The lights in the club dining room went out, and long blocks of yellow vanished from the surface of the lake. Tom walked the long way back to his lodge.

He cut across Roddy Deepdale’s lawn and came up to his dock along the shoreline. He sat on the wood and swung his legs up, then took off his shoes. The shoes in his hand, he moved up to the deck, knelt in the darkness before the back door, found the lock with his fingertips, and slid in the key. He turned the knob and opened the door as softly as possible. Inside, he closed the door and turned the lock. Cold moonlight lay across the desk and washed the colors from the hooked rug.

Tom moved to the open door into the sitting room, and crouched over. Holding his breath, he slid into the big room, and stood, crouched and motionless, listening for any movement. The sitting room was dark as an underground cave. Tom waited until he was sure he was alone, and then he straightened up and took another step into the room.

The beam of a flashlight struck his eyes and blinded him.

“If I were you, I’d be careful too,” a man said. “Just stay there.”

The flashlight went off, and Tom instantly went into a crouch and began to rush into the office. A floor lamp snapped on. “Not too bad,” the man said.

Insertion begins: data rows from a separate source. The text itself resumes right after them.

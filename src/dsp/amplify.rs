//! Gain primitives: constant gain and de-zippered gain changes.

/*
Gain
====

Every level control in the reverb graph (dry path, wet path, merge bus, each
voice, master) is a plain multiplication:

    output[i] = input[i] × gain

  gain > 1.0  →  louder (amplification)
  gain = 1.0  →  unchanged (unity gain)
  gain < 1.0  →  quieter (attenuation)
  gain = 0.0  →  silence

Attenuation in Decibels
-----------------------

    dB = 20 × log₁₀(amplitude_ratio)

    ×2.0   =  +6 dB   (top of the gain knob)
    ×1.0   =   0 dB   (unity)
    ×0.5   =  -6 dB   (two voices on the merge bus)
    ×0.25  = -12 dB   (four voices on the merge bus)


Zipper Noise
------------

When a knob is dragged, the control thread pushes a new gain a few dozen times
per second. Jumping straight to each new value puts a step into the waveform
every time, heard as a "zipper" crackle. Instead the gain glides towards its
target with a one-pole lowpass on the gain value itself:

    current += (target - current) × coeff        (once per sample)

    coeff = 1 - e^(-1 / (time_constant × sample_rate))

After one time constant the glide has covered ~63% of the distance, after five
it is indistinguishable from the target. With a 5 ms time constant a knob sweep
sounds continuous while still feeling immediate.
*/

/// Multiply a signal by a constant gain factor (in-place).
///
/// # Arguments
/// * `signal` - The signal buffer to modify in-place
/// * `gain` - The gain factor (0.0 = silence, 1.0 = unchanged, 2.0 = double)
#[inline]
pub fn apply_gain(signal: &mut [f32], gain: f32) {
    for sample in signal.iter_mut() {
        *sample *= gain;
    }
}

/// Convert a linear gain to decibels.
#[inline]
pub fn gain_to_db(gain: f32) -> f32 {
    20.0 * gain.max(1e-9).log10()
}

/// Residual distance below which the smoother snaps onto its target.
const SETTLE_EPSILON: f32 = 1e-6;

/// Gain that glides towards its target instead of jumping.
pub struct SmoothedGain {
    current: f32,
    target: f32,
    time_constant_s: f32,
    coeff: f32,
    sample_rate: f32,
}

impl SmoothedGain {
    /// Start settled at `gain`, so the first block plays at the requested level.
    pub fn new(gain: f32, time_constant_ms: f32) -> Self {
        Self {
            current: gain,
            target: gain,
            time_constant_s: (time_constant_ms / 1000.0).max(0.0),
            coeff: 1.0,
            sample_rate: 0.0,
        }
    }

    pub fn set_target(&mut self, gain: f32) {
        self.target = gain;
    }

    pub fn current(&self) -> f32 {
        self.current
    }

    pub fn is_settled(&self) -> bool {
        self.current == self.target
    }

    /// Jump to the target (used on reset).
    pub fn snap(&mut self) {
        self.current = self.target;
    }

    fn update_coeff(&mut self, sample_rate: f32) {
        if self.sample_rate == sample_rate {
            return;
        }
        self.sample_rate = sample_rate;
        let samples = self.time_constant_s * sample_rate;
        self.coeff = if samples <= 1.0 {
            1.0
        } else {
            1.0 - (-1.0 / samples).exp()
        };
    }

    /// Apply the (possibly moving) gain to a block in place.
    pub fn render(&mut self, buffer: &mut [f32], sample_rate: f32) {
        self.update_coeff(sample_rate);

        if self.is_settled() {
            apply_gain(buffer, self.current);
            return;
        }

        for sample in buffer.iter_mut() {
            let next = self.current + (self.target - self.current) * self.coeff;
            // Once the step rounds away in f32 the glide has stalled short of
            // the target; finish it.
            self.current = if next == self.current { self.target } else { next };
            *sample *= self.current;
        }

        if (self.target - self.current).abs() < SETTLE_EPSILON {
            self.current = self.target;
        }
    }
}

Tom slowly straightened up and turned around to face him. All the breath left his body at once. His hand still on the chain of the floor lamp, wearing a dark blue suit and gloves that matched his grey double-breasted vest, Lamont von Heilitz smiled at him from a couch.

“You’re here!” Tom said.

The Shadow pulled the lamp chain, and the room went dark again. “It’s time we had another talk,” he said.